Entre os cenários de risco estão desastres naturais como impactos de asteroides e supervulcões, além de ameaças humanas como guerras nucleares, pandemias e mudanças climáticas. Criar um “backup” da civilização em Marte é, segundo ele, uma forma de garantir a preservação da consciência e da cultura humanas caso a Terra se torne inabitável.
Outro argumento recorrente de Musk é o destino inevitável do planeta: com o passar de bilhões de anos, o Sol evoluirá e poderá engolir ou tornar a Terra inabitável, segundo ele. Colonizar Marte seria, para Musk, um tipo de “seguro de vida” para a espécie, oferecendo um novo lar para a humanidade no futuro cósmico distante.
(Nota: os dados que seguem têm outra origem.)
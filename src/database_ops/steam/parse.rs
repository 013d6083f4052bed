//! Steam store API payloads and store-page scraping.
//!
//! Everything here is synchronous: `scraper::Html` is not `Send`, so pages are
//! parsed to plain values before the caller awaits anything else.

use chrono::NaiveDate;
use regex::Regex;
use scraper::{Html, Selector};
use serde::Deserialize;
use serde_json::Value;
use url::Url;

use crate::database_ops::error::SourceError;
use crate::database_ops::model::{AppDetail, GameRef, Label, SubDetail};

pub const SOURCE: &str = "steam";

const MULTIPLAYER_CATEGORIES: [&str; 6] = [
    "multi-player",
    "online multi-player",
    "co-op",
    "local co-op",
    "online co-op",
    "shared/split screen",
];

const METACRITIC_PREFIX: &str = "https://www.metacritic.com/game/pc/";

/// Steam mixes numeric and string ids.
#[derive(Debug, Clone, Deserialize)]
#[serde(untagged)]
pub enum Num {
    Int(i64),
    Text(String),
}

impl Num {
    pub fn value(&self) -> Option<i64> {
        match self {
            Num::Int(v) => Some(*v),
            Num::Text(s) => s.trim().parse().ok(),
        }
    }
}

#[derive(Debug, Clone, Default, Deserialize)]
pub struct ReleaseDate {
    #[serde(default)]
    pub coming_soon: bool,
    #[serde(default)]
    pub date: Option<String>,
}

#[derive(Debug, Clone, Deserialize)]
pub struct Category {
    pub description: String,
}

#[derive(Debug, Clone, Deserialize)]
pub struct Genre {
    pub id: Num,
    pub description: String,
}

#[derive(Debug, Clone, Default, Deserialize)]
pub struct Platforms {
    #[serde(default)]
    pub windows: bool,
    #[serde(default)]
    pub mac: bool,
    #[serde(default)]
    pub linux: bool,
}

#[derive(Debug, Clone, Deserialize)]
pub struct Achievements {
    #[serde(default)]
    pub total: Option<i64>,
}

#[derive(Debug, Clone, Deserialize)]
pub struct Price {
    #[serde(default)]
    pub initial: Option<i64>,
}

#[derive(Debug, Clone, Deserialize)]
pub struct Metacritic {
    pub score: Option<i64>,
    pub url: Option<String>,
}

#[derive(Debug, Clone, Deserialize)]
pub struct FullGame {
    pub appid: Option<Num>,
}

#[derive(Debug, Clone, Deserialize)]
pub struct AppData {
    #[serde(rename = "type")]
    pub kind: Option<String>,
    #[serde(default)]
    pub name: Option<String>,
    #[serde(default)]
    pub release_date: ReleaseDate,
    #[serde(default)]
    pub categories: Vec<Category>,
    #[serde(default)]
    pub platforms: Platforms,
    pub achievements: Option<Achievements>,
    pub price_overview: Option<Price>,
    pub metacritic: Option<Metacritic>,
    #[serde(default)]
    pub genres: Vec<Genre>,
    pub fullgame: Option<FullGame>,
    #[serde(default)]
    pub dlc: Vec<Num>,
    #[serde(default)]
    pub packages: Vec<Num>,
}

#[derive(Debug, Clone, Deserialize)]
pub struct SubApp {
    pub id: Num,
}

#[derive(Debug, Clone, Deserialize)]
pub struct SubData {
    #[serde(default)]
    pub name: Option<String>,
    #[serde(default)]
    pub apps: Vec<SubApp>,
    pub price: Option<Price>,
    #[serde(default)]
    pub release_date: ReleaseDate,
}

/// Extracts `body[id]`, separating "source says no" from "source unreadable".
/// Returns the `data` object, or `None` when the source reports the id as gone.
fn envelope<'a>(body: &'a Value, id: i64) -> Result<Option<&'a Value>, SourceError> {
    let entry = body
        .get(id.to_string())
        .ok_or_else(|| SourceError::transient(SOURCE, format!("response has no entry for {id}")))?;
    let success = entry
        .get("success")
        .and_then(Value::as_bool)
        .ok_or_else(|| SourceError::transient(SOURCE, format!("entry {id} has no success flag")))?;
    if !success {
        return Ok(None);
    }
    Ok(entry.get("data").filter(|d| d.is_object()))
}

/// appdetails payload; gone when unsuccessful, empty, or neither a game nor a DLC.
pub fn app_api(body: &Value, app_id: i64) -> Result<AppData, SourceError> {
    let game = GameRef::app(app_id);
    let Some(data) = envelope(body, app_id)? else {
        return Err(SourceError::not_found(game, "appdetails success=false or empty data"));
    };
    let parsed: AppData = serde_json::from_value(data.clone())
        .map_err(|e| {
            SourceError::transient(SOURCE, format!("appdetails shape for {app_id}: {e}"))
        })?;
    match parsed.kind.as_deref() {
        Some("game") | Some("dlc") => Ok(parsed),
        other => Err(SourceError::not_found(
            game,
            format!("unsupported app type {}", other.unwrap_or("<none>")),
        )),
    }
}

/// packagedetails payload; gone when unsuccessful or empty.
pub fn sub_api(body: &Value, sub_id: i64) -> Result<SubData, SourceError> {
    let Some(data) = envelope(body, sub_id)? else {
        return Err(SourceError::not_found(
            GameRef::sub(sub_id),
            "packagedetails success=false or empty data",
        ));
    };
    serde_json::from_value(data.clone())
        .map_err(|e| {
            SourceError::transient(SOURCE, format!("packagedetails shape for {sub_id}: {e}"))
        })
}

/// What the public store page adds on top of the API.
#[derive(Debug, Clone, Default, PartialEq, Eq)]
pub struct StorePage {
    /// The page rendered as a real app page.
    pub ok: bool,
    pub learning: bool,
    pub rating: Option<(i32, i32)>,
    pub tags: Vec<Label>,
    pub bundles: Vec<i64>,
}

fn select(css: &str) -> Option<Selector> {
    Selector::parse(css).ok()
}

pub fn store_page(html: &str) -> StorePage {
    let doc = Html::parse_document(html);
    let exists = |css: &str| {
        select(css)
            .map(|sel| doc.select(&sel).next().is_some())
            .unwrap_or(false)
    };
    let ok = exists(".apphub_AppName");
    if !ok {
        return StorePage::default();
    }
    let rating = select("#userReviews .user_reviews_summary_row:last-child")
        .and_then(|sel| doc.select(&sel).next())
        .and_then(|el| el.value().attr("data-tooltip-html"))
        .and_then(rating_from_tooltip);
    let bundles = select("[data-ds-bundleid]")
        .map(|sel| {
            doc.select(&sel)
                .filter_map(|el| el.value().attr("data-ds-bundleid"))
                .filter_map(|raw| raw.trim().parse::<i64>().ok())
                .collect()
        })
        .unwrap_or_default();
    StorePage {
        ok,
        learning: exists(".learning_about"),
        rating,
        tags: tags_from_script(html),
        bundles,
    }
}

/// "92% of the 12,345 user reviews ..." -> (92, 12345)
pub fn rating_from_tooltip(tooltip: &str) -> Option<(i32, i32)> {
    let cleaned: String = tooltip.chars().filter(|c| *c != ',' && *c != '.').collect();
    let re = Regex::new(r"(\d+)%.+?(\d+)").ok()?;
    let caps = re.captures(&cleaned)?;
    Some((caps[1].parse().ok()?, caps[2].parse().ok()?))
}

#[derive(Deserialize)]
struct TagEntry {
    tagid: Num,
    name: String,
}

/// Tag list embedded in the `InitAppTagModal(...)` script call.
pub fn tags_from_script(html: &str) -> Vec<Label> {
    let Ok(re) = Regex::new(r"InitAppTagModal[\S\s]*?(\[[\S\s]*?\]),") else {
        return Vec::new();
    };
    let Some(raw) = re.captures(html).and_then(|c| c.get(1)) else {
        return Vec::new();
    };
    serde_json::from_str::<Vec<TagEntry>>(raw.as_str())
        .map(|entries| {
            entries
                .into_iter()
                .filter_map(|t| {
                    Some(Label {
                        id: t.tagid.value()?,
                        name: t.name.trim().to_string(),
                    })
                })
                .collect()
        })
        .unwrap_or_default()
}

/// The store redirects away from pages of delisted items; anything other than
/// `{store host}/{kind}/{id}` counts as removed.
pub fn is_removed(final_url: &Url, store_base: &Url, kind: &str, id: i64) -> bool {
    let same_host = final_url.host_str() == store_base.host_str()
        && final_url.port_or_known_default() == store_base.port_or_known_default();
    if !same_host {
        return true;
    }
    let id = id.to_string();
    let mut segments = final_url.path_segments().into_iter().flatten();
    !(segments.next() == Some(kind) && segments.next() == Some(id.as_str()))
}

pub fn metacritic_id(url: &str) -> String {
    let without_query = url.split('?').next().unwrap_or(url);
    without_query
        .strip_prefix(METACRITIC_PREFIX)
        .unwrap_or(without_query)
        .to_string()
}

/// English store date strings, read as midnight UTC.
pub fn release_date(raw: &str) -> Option<i64> {
    let ordinal = Regex::new(r"(\d+)(st|nd|rd|th)\b").ok()?;
    let cleaned = ordinal.replace_all(raw.trim(), "$1").to_string();
    if cleaned.is_empty() {
        return None;
    }
    // %B also accepts the abbreviated month name.
    let full_date = ["%d %B, %Y", "%B %d, %Y", "%d %B %Y", "%Y-%m-%d"]
        .iter()
        .find_map(|fmt| NaiveDate::parse_from_str(&cleaned, fmt).ok());
    let month_year = format!("1 {}", cleaned.replace(',', ""));
    let date = full_date
        .or_else(|| NaiveDate::parse_from_str(&month_year, "%d %B %Y").ok())
        .or_else(|| {
            (cleaned.len() == 4)
                .then(|| cleaned.parse::<i32>().ok())
                .flatten()
                .and_then(|year| NaiveDate::from_ymd_opt(year, 1, 1))
        })?;
    Some(date.and_hms_opt(0, 0, 0)?.and_utc().timestamp())
}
Além das razões existenciais, Musk ressalta o valor inspirador da exploração espacial e os avanços tecnológicos que ela pode gerar.
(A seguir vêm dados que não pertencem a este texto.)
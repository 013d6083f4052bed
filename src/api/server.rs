// actix-web server wiring for the lookup API

use crate::api::{middleware, routes};
use crate::database_ops::lookup::LookupService;
use crate::util::env::{env_opt, env_parse_opt};
use actix_web::{web, App, HttpServer};
use anyhow::{Context, Result};

const DEFAULT_HOST: &str = "0.0.0.0";
const DEFAULT_PORT: u16 = 8080;
const DEFAULT_ORIGINS: &str = "http://localhost:3000,http://localhost:8000";

/// Env: API_HOST, API_PORT, ALLOWED_ORIGINS
pub struct ApiServer {
    pub host: String,
    pub port: u16,
    pub allowed_origins: String,
}

impl ApiServer {
    pub fn from_env() -> Result<Self> {
        crate::util::env::init_env();

        let port = match env_opt("API_PORT") {
            Some(raw) => raw.trim().parse().context("Invalid API_PORT")?,
            None => DEFAULT_PORT,
        };
        Ok(Self {
            host: env_opt("API_HOST").unwrap_or_else(|| DEFAULT_HOST.to_string()),
            port,
            allowed_origins: env_opt("ALLOWED_ORIGINS")
                .unwrap_or_else(|| DEFAULT_ORIGINS.to_string()),
        })
    }

    pub fn bind_addr(&self) -> String {
        format!("{}:{}", self.host, self.port)
    }

    /// Serves until shutdown. Every worker shares the one lookup service.
    pub async fn run(self, lookup: LookupService) -> Result<()> {
        let bind_addr = self.bind_addr();
        tracing::info!(%bind_addr, origins = %self.allowed_origins, "starting lookup API");

        let lookup = web::Data::new(lookup);
        let origins = self.allowed_origins;
        let mut server = HttpServer::new(move || {
            let (logger, compress) = middleware::setup_middleware();
            App::new()
                .app_data(lookup.clone())
                .wrap(logger)
                .wrap(compress)
                .wrap(middleware::setup_cors(&origins))
                .configure(routes::configure_routes)
        });
        if let Some(workers) = env_parse_opt::<usize>("API_WORKERS") {
            server = server.workers(workers.max(1));
        }

        server
            .bind(&bind_addr)
            .with_context(|| format!("Failed to bind to {bind_addr}"))?
            .run()
            .await
            .context("HTTP server error")
    }
}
Para ele, a colonização de Marte pode ser uma aventura capaz de unir e motivar a humanidade, além de impulsionar o progresso científico e de engenharia.
O plano final não é apenas visitar Marte, mas construir ali uma colônia democrática, autossustentável e com milhões de habitantes, capaz de operar de forma independente da Terra. O sistema Starship, segundo Musk, é o meio para permitir viagens regulares e acessíveis entre os dois planetas.
Apesar dos desafios técnicos e da frequência de falhas, a SpaceX apresenta uma das situações financeiras mais sólidas do setor — e grande parte desse faturamento vem do Starlink, serviço de internet via satélite que, em agosto, ultrapassou a marca de seis milhões de usuários em 140 países.
A divisão Starlink tem sido um grande motor de crescimento, com previsões de US$ 12,3 bilhões em receita para 2025. Analistas estimam que a Starlink, por si só, poderia valer entre US$ 30 bilhões e US$ 100 bilhões como uma companhia independente.
Enquanto a SpaceX continua a enfrentar desafios técnicos significativos, o setor espacial como um todo permanece em expansão.
O investimento no espaço disparou em 2025, com US$ 3,2 bilhões em investimentos no último trimestre, um aumento de 60%, segundo a dados compilados da Space Foundation e da Space Capital. Isso demonstra que, embora a SpaceX enfrente dificuldades, o ecossistema mais amplo de empresas espaciais está se diversificando.
É o caso da Blue Origin, de Jeff Bezos, que tem avançado no setor espacial, mas ainda opera em ritmo inferior ao da SpaceX. Desde 2021, o foguete suborbital New Shepard realizou 13 missões tripuladas, com foco no turismo espacial. A mais recente, NS-33, foi adiada antes da decolagem, nesta sexta-feira, 21.
No segmento orbital, o foguete New Glenn fez seu primeiro voo bem-sucedido em janeiro de 2025, colocando um satélite de teste em órbita.
O segundo lançamento está previsto para 15 de agosto, com tentativa inédita de recuperar o primeiro estágio. Até agora, o New Glenn ainda não opera regularmente.
A empresa também participa do programa Artemis, com o desenvolvimento do módulo lunar Blue Moon, e tem contratos com a Nasa e a Amazon, por meio do Project Kuiper.
Em comparação, a SpaceX realizou 134 lançamentos em 2024 e projeta 170 missões em 2025, com taxa de sucesso superior a 99%. A Blue Origin ainda realiza menos de 10 lançamentos por ano, somando todos os seus programas ativos.
Enquanto a SpaceX domina cerca de 85% do mercado de lançamentos orbitais em 2025, a Blue Origin ainda disputa espaço no segmento comercial e institucional, com foco em contratos governamentais e voos turísticos, segundo estimativas da BryceTech.
Além disso, a SpaceX recebe cerca de US$ 1,1 bilhão em contratos da Nasa por ano, incluindo o desenvolvimento do módulo de pouso lunar, missões científicas e lançamentos de satélites.
Parcerias com agências de defesa e governos estrangeiros, especialmente na Índia, ajudam a ampliar a base de receita. A aposta na reutilização de foguetes também mantém os custos operacionais em níveis mais baixos do que os concorrentes tradicionais.
Mesmo diante de tantas explosões, a SpaceX mantém sua posição como líder em tecnologia espacial privada. Os desafios para chegar a Marte são monumentais — e os prazos são curtos. Mas, se depender da filosofia de Musk, cada explosão é mais uma etapa em direção ao objetivo final.